Senate of France
- In office 10 September 2009 – 30 September 2014
- Preceded by: André Lejeune
- Constituency: Creuse

Mayor of Felletin

Président of the Pays Sud Creusois

Personal details
- Born: 26 March 1951 (age 75)
- Party: Socialist Party
- Occupation: English Professor, Vice-Head of High School

= Renée Nicoux =

French politician

Renée Nicoux (born 26 March 1951) is a French politician and a former member of the Senate of France.

She was the suppleant of André Lejeune, and took over from him in the Senate when he died on 10 September 2009.

She graduated from Paris 8 Vincennes, completing a superior degree in English. She then became a civil servant at the local library of Guéret. She then exercised as a professor in different high schools in Creuse and finished her career as vice-head of the Lycée Pierre Bourdan, Guéret.

Elected mayor of Felletin and seating at the Conseil Régional of the Limousin region as its vice president, her career as a politician just started. She got elected vice-senator and replaced the Senator André Lejeune when he died in 2009.

Today she no longer is seating at the Conseil Régional of the Limousin region since she decided not to run for her re-election.

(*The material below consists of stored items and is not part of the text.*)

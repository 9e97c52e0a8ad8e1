#![deny(unsafe_code)]

//! dripgate CLI: run peer addresses through a configured admission controller.

use std::io::{self, Write};
use std::path::{Path, PathBuf};
use std::sync::Arc;
use std::time::Duration;

use anyhow::{Context, Result};
use clap::{Parser, Subcommand};
use dripgate_config::AppConfig;
use dripgate_core::{AdmissionControl, LimitError, SystemClock, Verdict};
use serde::Serialize;
use tokio::io::{AsyncBufReadExt, BufReader};
use tracing::{info, warn};
use tracing_subscriber::EnvFilter;

/// dripgate: token-bucket admission control for connections and requests.
#[derive(Parser)]
#[command(name = "dripgate", version, about, long_about = None)]
struct Cli {
    /// Path to configuration file.
    #[arg(short, long, default_value = "dripgate.toml")]
    config: PathBuf,

    /// Increase log verbosity (-v, -vv).
    #[arg(short, long, action = clap::ArgAction::Count)]
    verbose: u8,

    #[command(subcommand)]
    command: Commands,
}

#[derive(Subcommand)]
enum Commands {
    /// Validate and display configuration.
    Config {
        /// Show the resolved configuration.
        #[arg(long)]
        show: bool,
    },

    /// Decide on one event per peer address, in order.
    ///
    /// Addresses are read from stdin, one per line, when none are given.
    /// A lone `-` stands for an event without a known peer.
    Check {
        /// Peer addresses, e.g. `192.0.2.1:5000`.
        addrs: Vec<String>,

        /// Print one JSON object per event.
        #[arg(long)]
        json: bool,
    },

    /// Block until the peer's host and the global limit both grant tokens.
    Wait {
        /// Peer address.
        addr: String,

        /// Tokens to take.
        #[arg(long, default_value_t = 1)]
        tokens: u32,

        /// Give up after this many milliseconds.
        #[arg(long)]
        timeout_ms: Option<u64>,
    },
}

#[tokio::main]
async fn main() -> Result<()> {
    let cli = Cli::parse();
    let config = load_config(&cli.config).await?;

    let filter = match cli.verbose {
        0 => config.logging.level.as_str(),
        1 => "debug",
        _ => "trace",
    };

    tracing_subscriber::fmt()
        .with_env_filter(
            EnvFilter::try_from_default_env().unwrap_or_else(|_| EnvFilter::new(filter)),
        )
        .with_writer(io::stderr)
        .init();

    match cli.command {
        Commands::Config { show } => cmd_config(&cli.config, &config, show)?,
        Commands::Check { addrs, json } => cmd_check(&config, addrs, json).await?,
        Commands::Wait {
            addr,
            tokens,
            timeout_ms,
        } => cmd_wait(&config, &addr, tokens, timeout_ms.map(Duration::from_millis)).await?,
    }

    Ok(())
}

fn cmd_config(config_path: &Path, config: &AppConfig, show: bool) -> Result<()> {
    if show {
        let toml_str = toml::to_string_pretty(config).context("failed to render config")?;
        println!("{toml_str}");
    } else {
        println!("Configuration at '{}' is valid.", config_path.display());
    }
    Ok(())
}

async fn cmd_check(config: &AppConfig, addrs: Vec<String>, json: bool) -> Result<()> {
    let control = build_control(config)?;

    let addrs = if addrs.is_empty() {
        read_stdin_lines().await?
    } else {
        addrs
    };

    let stdout = io::stdout();
    let summary = check_all(&control, &addrs, json, &mut stdout.lock())?;
    info!(
        admitted = summary.admitted,
        rejected = summary.rejected,
        tracked_hosts = control.hosts().len(),
        "Check finished"
    );
    Ok(())
}

async fn cmd_wait(
    config: &AppConfig,
    addr: &str,
    tokens: u32,
    timeout: Option<Duration>,
) -> Result<()> {
    let control = build_control(config)?;

    let started = std::time::Instant::now();
    match wait_for(&control, addr, tokens, timeout).await {
        Ok(()) => {
            println!("granted {tokens} after {:?}", started.elapsed());
            Ok(())
        }
        Err(LimitError::Cancelled) => {
            warn!(addr, tokens, "Timed out waiting for tokens");
            anyhow::bail!("timed out waiting for {tokens} tokens")
        }
        Err(e) => Err(e).context("cannot wait for tokens"),
    }
}

/// Wait on the host bucket, then on the global bucket, under one deadline.
///
/// Host tokens are taken before the global wait starts. If the deadline
/// passes during the global wait they stay spent, even though the call
/// reports [`LimitError::Cancelled`].
async fn wait_for(
    control: &AdmissionControl,
    addr: &str,
    tokens: u32,
    timeout: Option<Duration>,
) -> Result<(), LimitError> {
    let deadline = timeout.map(|t| tokio::time::Instant::now() + t);
    control
        .hosts()
        .wait_until(addr, tokens, expire(deadline))
        .await?;
    control.global().wait_until(tokens, expire(deadline)).await
}

/// Completes at `deadline`, or never.
async fn expire(deadline: Option<tokio::time::Instant>) {
    match deadline {
        Some(deadline) => tokio::time::sleep_until(deadline).await,
        None => std::future::pending().await,
    }
}

fn build_control(config: &AppConfig) -> Result<AdmissionControl> {
    AdmissionControl::from_config(config, Arc::new(SystemClock))
        .context("invalid limiter configuration")
}

async fn read_stdin_lines() -> Result<Vec<String>> {
    let mut lines = BufReader::new(tokio::io::stdin()).lines();
    let mut out = Vec::new();
    while let Some(line) = lines.next_line().await.context("failed to read stdin")? {
        let line = line.trim();
        if !line.is_empty() {
            out.push(line.to_string());
        }
    }
    Ok(out)
}

/// One line of `check --json` output.
#[derive(Debug, Serialize)]
struct CheckRecord<'a> {
    peer: Option<&'a str>,
    verdict: Verdict,
}

#[derive(Debug, Default, PartialEq)]
struct CheckSummary {
    admitted: usize,
    rejected: usize,
}

fn check_all<W: Write>(
    control: &AdmissionControl,
    addrs: &[String],
    json: bool,
    out: &mut W,
) -> Result<CheckSummary> {
    let mut summary = CheckSummary::default();

    for addr in addrs {
        let peer = (addr != "-").then_some(addr.as_str());
        let verdict = control.admit(peer);
        if verdict.is_admitted() {
            summary.admitted += 1;
        } else {
            summary.rejected += 1;
        }

        if json {
            serde_json::to_writer(&mut *out, &CheckRecord { peer, verdict })?;
            writeln!(out)?;
        } else {
            writeln!(out, "{addr}\t{verdict}")?;
        }
    }

    Ok(summary)
}

async fn load_config(path: &Path) -> Result<AppConfig> {
    if path.exists() {
        AppConfig::load(path)
            .await
            .with_context(|| format!("failed to load config from '{}'", path.display()))
    } else {
        Ok(AppConfig::default())
    }
}
//! Configuration builders and temp config files for tests.
//!
//! Use [`TestConfigBuilder`] to create customised [`AppConfig`] values without
//! repeating boilerplate across crate boundaries, and [`TestConfigFile`] when
//! the code under test reads its configuration from disk.

use std::path::PathBuf;

use dripgate_config::AppConfig;
use tempfile::TempDir;

/// Fluent builder for [`AppConfig`] in tests.
///
/// # Example
///
/// ```ignore
/// let config = TestConfigBuilder::new()
///     .global(100, 1)
///     .per_host(5, 1, 64)
///     .build();
/// ```
pub struct TestConfigBuilder {
    config: AppConfig,
}

impl TestConfigBuilder {
    pub fn new() -> Self {
        Self {
            config: AppConfig::default(),
        }
    }

    pub fn global(mut self, rate: u32, per_secs: u32) -> Self {
        self.config.global.rate = rate;
        self.config.global.per_secs = per_secs;
        self
    }

    pub fn global_burst(mut self, burst: u32) -> Self {
        self.config.global.burst = burst;
        self
    }

    pub fn per_host(mut self, rate: u32, per_secs: u32, max_hosts: usize) -> Self {
        self.config.per_host.rate = rate;
        self.config.per_host.per_secs = per_secs;
        self.config.per_host.max_hosts = max_hosts;
        self
    }

    pub fn host_burst(mut self, burst: u32) -> Self {
        self.config.per_host.burst = burst;
        self
    }

    pub fn build(self) -> AppConfig {
        self.config
    }
}

impl Default for TestConfigBuilder {
    fn default() -> Self {
        Self::new()
    }
}

/// A config file in a temporary directory.
///
/// The directory is deleted when this value is dropped, even on panic.
pub struct TestConfigFile {
    pub path: PathBuf,
    _temp_dir: TempDir,
}

impl TestConfigFile {
    /// Write `toml_content` to a fresh `dripgate.toml`.
    pub async fn with_toml(toml_content: &str) -> Self {
        let temp_dir = TempDir::new().expect("failed to create temp dir");
        let path = temp_dir.path().join("dripgate.toml");
        tokio::fs::write(&path, toml_content)
            .await
            .expect("failed to write test config");

        Self {
            path,
            _temp_dir: temp_dir,
        }
    }

    /// Load and validate the file through [`AppConfig::load`].
    pub async fn load(&self) -> AppConfig {
        AppConfig::load(&self.path)
            .await
            .expect("failed to parse test config")
    }
}
//! Three-way line merge for order-independent edits.
//!
//! Both sides are diffed against the base; the merge succeeds only when no
//! hunk of one side touches a hunk of the other. Touching includes adjacent
//! ranges and insertions at the same position, since either ordering of
//! those would be a guess.

use std::fmt;

use tokio_util::sync::CancellationToken;

use super::lines::{hunks, line_ops, split_lines, Hunk};
use crate::errors::CoreResult;

/// The two sides edit overlapping or adjacent base lines.
#[derive(Debug, Clone, PartialEq, Eq)]
pub struct Overlap {
    /// First base line (0-based) involved in the overlap.
    pub base_line: usize,
}

impl fmt::Display for Overlap {
    fn fmt(&self, f: &mut fmt::Formatter<'_>) -> fmt::Result {
        write!(
            f,
            "source and target edit overlapping lines near base line {}",
            self.base_line + 1
        )
    }
}

/// Merge `ours` and `theirs` relative to `base`.
///
/// The outer result carries cancellation; the inner result reports whether
/// the edits could be combined.
pub fn merge_lines(
    base: &str,
    ours: &str,
    theirs: &str,
    max_cells: usize,
    cancel: &CancellationToken,
) -> CoreResult<Result<String, Overlap>> {
    let ours_hunks = hunks(&line_ops(base, ours, max_cells, cancel)?);
    let theirs_hunks = hunks(&line_ops(base, theirs, max_cells, cancel)?);

    let mut combined: Vec<&Hunk> = Vec::with_capacity(ours_hunks.len() + theirs_hunks.len());
    for hunk in &ours_hunks {
        for other in theirs_hunks.iter().filter(|t| touches(hunk, t)) {
            if other != hunk {
                return Ok(Err(Overlap {
                    base_line: hunk.start.min(other.start),
                }));
            }
        }
        combined.push(hunk);
    }
    for hunk in &theirs_hunks {
        if !ours_hunks.contains(hunk) {
            combined.push(hunk);
        }
    }
    combined.sort_by_key(|h| (h.start, h.end));

    let base_lines = split_lines(base);
    let mut out = String::with_capacity(base.len().max(ours.len()).max(theirs.len()));
    let mut pos = 0;
    for hunk in combined {
        for line in &base_lines[pos..hunk.start] {
            out.push_str(line);
        }
        for line in &hunk.lines {
            out.push_str(line);
        }
        pos = hunk.end;
    }
    for line in &base_lines[pos..] {
        out.push_str(line);
    }
    Ok(Ok(out))
}

/// Closed-interval intersection of the base ranges.
fn touches(a: &Hunk, b: &Hunk) -> bool {
    a.start <= b.end && b.start <= a.end
}

#[cfg(test)]
mod tests {
    use super::*;

    fn merge(base: &str, ours: &str, theirs: &str) -> Result<String, Overlap> {
        merge_lines(base, ours, theirs, usize::MAX, &CancellationToken::new()).unwrap()
    }

    #[test]
    fn test_non_overlapping_insertions_combine() {
        let base = "step login\nstep browse\nstep checkout\n";
        let ours = "step login\nstep search\nstep browse\nstep checkout\n";
        let theirs = "step login\nstep browse\nstep checkout\nstep logout\n";
        assert_eq!(
            merge(base, ours, theirs).unwrap(),
            "step login\nstep search\nstep browse\nstep checkout\nstep logout\n"
        );
    }

    #[test]
    fn test_merge_is_order_independent() {
        let base = "a\nb\nc\nd\ne\n";
        let ours = "A\nb\nc\nd\ne\n";
        let theirs = "a\nb\nc\nd\nE\n";
        assert_eq!(merge(base, ours, theirs), merge(base, theirs, ours));
        assert_eq!(merge(base, ours, theirs).unwrap(), "A\nb\nc\nd\nE\n");
    }

    #[test]
    fn test_insertions_at_same_point_overlap() {
        let base = "a\nb\n";
        let ours = "a\nx\nb\n";
        let theirs = "a\ny\nb\n";
        assert_eq!(merge(base, ours, theirs), Err(Overlap { base_line: 1 }));
    }

    #[test]
    fn test_overlapping_edits_rejected() {
        let base = "a\nb\nc\n";
        assert!(merge(base, "a\nB\nc\n", "a\nb2\nc\n").is_err());
    }

    #[test]
    fn test_identical_hunks_applied_once() {
        let base = "a\nb\n";
        let both = "a\nb\nc\n";
        assert_eq!(merge(base, both, both).unwrap(), both);
    }

    #[test]
    fn test_both_sides_add_to_empty_base() {
        assert!(merge("", "x\n", "y\n").is_err());
    }
}
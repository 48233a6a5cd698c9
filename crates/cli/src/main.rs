//! SuiteBranch command-line tool.
//!
//! Provides subcommands for managing suite branches, capturing snapshots,
//! diffing snapshots, and driving merge requests through conflict
//! resolution, plus generating / validating configuration files.

mod commands;
mod style;

use std::path::{Path, PathBuf};
use std::process::ExitCode;
use std::sync::Arc;

use anyhow::{Context, Result};
use clap::{Parser, Subcommand};
use tracing_subscriber::EnvFilter;

use suitebranch_core::config::AppConfig;
use suitebranch_core::db::Database;
use suitebranch_core::{BranchManager, CoreError, DiffEngine, MergeCoordinator, SnapshotEngine};

use commands::branch::BranchAction;
use commands::merge_request::MergeRequestAction;
use commands::snapshot::SnapshotAction;

/// Config file picked up from the working directory when `--config` is absent.
const DEFAULT_CONFIG_FILE: &str = "suitebranch.toml";

// ---------------------------------------------------------------------------
// CLI argument definitions
// ---------------------------------------------------------------------------

/// SuiteBranch command-line tool.
#[derive(Parser, Debug)]
#[command(
    name = "suitebranch",
    version,
    about = "Branch, diff and merge generated test suites"
)]
struct Cli {
    /// Path to the TOML configuration file (default: ./suitebranch.toml if present).
    #[arg(short, long, global = true)]
    config: Option<PathBuf>,

    /// Print machine-readable JSON instead of tables.
    #[arg(long, global = true)]
    json: bool,

    /// Actor recorded in merge history (default: merge.default_actor).
    #[arg(long, global = true)]
    actor: Option<String>,

    /// Increase log verbosity (-v info, -vv debug, -vvv trace).
    #[arg(short, long, global = true, action = clap::ArgAction::Count)]
    verbose: u8,

    #[command(subcommand)]
    command: Commands,
}

#[derive(Subcommand, Debug)]
enum Commands {
    /// Generate a default configuration file.
    Init {
        /// Output path for the generated config file.
        #[arg(short, long, default_value = "./suitebranch.toml")]
        output: PathBuf,
    },

    /// Validate a configuration file.
    Validate,

    /// Manage suite branches.
    Branch {
        #[command(subcommand)]
        action: BranchAction,
    },

    /// Capture and inspect snapshots.
    Snapshot {
        #[command(subcommand)]
        action: SnapshotAction,
    },

    /// Show the structured diff between two snapshots.
    Diff {
        /// Snapshot to diff from.
        from: String,

        /// Snapshot to diff to.
        to: String,

        /// Render code changes as unified patches.
        #[arg(long)]
        patch: bool,

        /// Abort the diff after this many seconds.
        #[arg(long)]
        timeout_secs: Option<u64>,
    },

    /// Propose, resolve and execute merges.
    MergeRequest {
        #[command(subcommand)]
        action: MergeRequestAction,
    },
}

// ---------------------------------------------------------------------------
// Shared handles
// ---------------------------------------------------------------------------

/// Engines and output settings shared by every subcommand.
pub struct App {
    pub branches: BranchManager,
    pub snapshots: SnapshotEngine,
    pub diffs: Arc<DiffEngine>,
    pub merges: MergeCoordinator,
    pub json: bool,
    pub actor: String,
}

impl App {
    fn open(config: &AppConfig, json: bool, actor: Option<String>) -> Result<Self> {
        let db = Arc::new(open_database(config)?);
        let actor = actor.unwrap_or_else(|| config.merge.default_actor.clone());
        Ok(Self {
            branches: BranchManager::new(db.clone(), &config.branching),
            snapshots: SnapshotEngine::new(db.clone()),
            diffs: Arc::new(DiffEngine::new(db.clone(), &config.diff)),
            merges: MergeCoordinator::new(db, &config.diff),
            json,
            actor,
        })
    }

    /// Print `value` as pretty JSON when `--json` was given.
    pub fn print_json<T: serde::Serialize>(&self, value: &T) -> Result<bool> {
        if self.json {
            println!(
                "{}",
                serde_json::to_string_pretty(value).context("failed to encode JSON output")?
            );
        }
        Ok(self.json)
    }
}

// ---------------------------------------------------------------------------
// Main
// ---------------------------------------------------------------------------

#[tokio::main]
async fn main() -> ExitCode {
    let cli = Cli::parse();

    let config = match resolve_config(cli.config.as_deref()) {
        Ok(config) => config,
        Err(e) => {
            init_logging(cli.verbose, "warn");
            eprintln!("{}", style::error(&format!("{:#}", e)));
            return ExitCode::from(exit_code(&e));
        }
    };
    init_logging(cli.verbose, &config.logging.level);

    match run(cli, config).await {
        Ok(()) => ExitCode::SUCCESS,
        Err(e) => {
            eprintln!("{}", style::error(&format!("{:#}", e)));
            ExitCode::from(exit_code(&e))
        }
    }
}

async fn run(cli: Cli, config: AppConfig) -> Result<()> {
    match cli.command {
        Commands::Init { output } => cmd_init(&output),
        Commands::Validate => cmd_validate(cli.config.as_deref(), &config),
        command => {
            config.validate().context("invalid configuration")?;
            let app = App::open(&config, cli.json, cli.actor)?;
            match command {
                Commands::Branch { action } => commands::branch::run(&app, action),
                Commands::Snapshot { action } => commands::snapshot::run(&app, action),
                Commands::Diff {
                    from,
                    to,
                    patch,
                    timeout_secs,
                } => commands::diff::run(&app, &from, &to, patch, timeout_secs).await,
                Commands::MergeRequest { action } => commands::merge_request::run(&app, action),
                Commands::Init { .. } | Commands::Validate => Ok(()),
            }
        }
    }
}

/// Map an error to the process exit code of the first [`CoreError`] in its
/// chain; anything else exits with 1.
fn exit_code(err: &anyhow::Error) -> u8 {
    err.chain()
        .find_map(|cause| cause.downcast_ref::<CoreError>())
        .map(CoreError::exit_code)
        .unwrap_or(1)
}

fn init_logging(verbose: u8, configured: &str) {
    let level = match verbose {
        0 => configured,
        1 => "info",
        2 => "debug",
        _ => "trace",
    };
    let filter = if verbose == 0 {
        EnvFilter::try_from_default_env().unwrap_or_else(|_| EnvFilter::new(level))
    } else {
        EnvFilter::new(level)
    };
    tracing_subscriber::fmt()
        .with_env_filter(filter)
        .with_target(false)
        .without_time()
        .with_writer(std::io::stderr)
        .init();
}

// ---------------------------------------------------------------------------
// Config helpers
// ---------------------------------------------------------------------------

/// Load the explicit config file, else `./suitebranch.toml` if it exists,
/// else built-in defaults.
fn resolve_config(path: Option<&Path>) -> Result<AppConfig> {
    match path {
        Some(path) => {
            let path = expand_tilde(path);
            AppConfig::load_from_file(&path)
                .map_err(CoreError::from)
                .with_context(|| format!("failed to load configuration {}", path.display()))
        }
        None if Path::new(DEFAULT_CONFIG_FILE).exists() => {
            AppConfig::load_from_file(DEFAULT_CONFIG_FILE)
                .map_err(CoreError::from)
                .context("failed to load ./suitebranch.toml")
        }
        None => Ok(AppConfig::default()),
    }
}

fn open_database(config: &AppConfig) -> Result<Database> {
    let db_path = expand_tilde(&config.storage.database_path());
    let db = Database::new(&db_path)
        .map_err(CoreError::from)
        .context("failed to open database")?;
    db.initialize()
        .map_err(CoreError::from)
        .context("failed to initialize database")?;
    Ok(db)
}

pub(crate) fn expand_tilde(path: &Path) -> PathBuf {
    if let Ok(rest) = path.strip_prefix("~") {
        if let Some(home) = dirs::home_dir() {
            return home.join(rest);
        }
    }
    path.to_path_buf()
}

// ---------------------------------------------------------------------------
// Init / validate
// ---------------------------------------------------------------------------

fn cmd_init(output: &Path) -> Result<()> {
    let default_config = r#"# SuiteBranch Configuration
# Every value below is the built-in default.

[storage]
data_dir = ".suitebranch"
database_file = "suitebranch.db"

[logging]
# trace, debug, info, warn, error (RUST_LOG overrides)
level = "warn"

[branching]
default_branch = "main"

# Config object of every suite's first snapshot.
[branching.initial_config]

[diff]
# Largest LCS table per file before falling back to a block replacement.
max_lcs_cells = 16000000

[merge]
default_actor = "system"
"#;

    if output.exists() {
        anyhow::bail!(
            "file already exists: {}. Use a different path or remove the existing file.",
            output.display()
        );
    }

    std::fs::write(output, default_config).context("failed to write config file")?;

    println!(
        "{}",
        style::success(&format!("Default configuration written to {}", output.display()))
    );
    println!();
    println!("Next steps:");
    println!("  1. Adjust the storage directory and branching defaults");
    println!(
        "  2. Validate with: suitebranch validate --config {}",
        output.display()
    );
    println!(
        "  3. Create a branch: suitebranch --config {} branch create --suite <suite> --name <name>",
        output.display()
    );

    Ok(())
}

fn cmd_validate(path: Option<&Path>, config: &AppConfig) -> Result<()> {
    let shown = path
        .map(|p| p.display().to_string())
        .unwrap_or_else(|| "(defaults)".to_string());
    println!("Validating configuration: {}", shown);
    println!();
    println!("  [OK] TOML structure is valid");

    match config.validate() {
        Ok(()) => println!("  [OK] All fields are valid"),
        Err(e) => {
            println!("  [FAIL] Validation error: {}", e);
            return Err(CoreError::from(e)).context("configuration validation failed");
        }
    }

    println!();
    println!("Configuration summary:");
    println!("  Database      : {}", config.storage.database_path().display());
    println!("  Log level     : {}", config.logging.level);
    println!("  Default branch: {}", config.branching.default_branch);
    println!("  LCS budget    : {} cells", config.diff.max_lcs_cells);
    println!("  Default actor : {}", config.merge.default_actor);
    println!();
    println!("{}", style::success("Configuration is valid."));

    Ok(())
}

She dedicates her time to her office as mayor of Felletin or as a senator of the department of Creuse.

As such, she defends the culture that can be found in Creuse, and tries to emphasize the special character of this territory so as to develop tourism. In her view, such a development should, however, not be hurtful to the environment and future generations. Therefore, she advocates renewable energy, especially the biomass.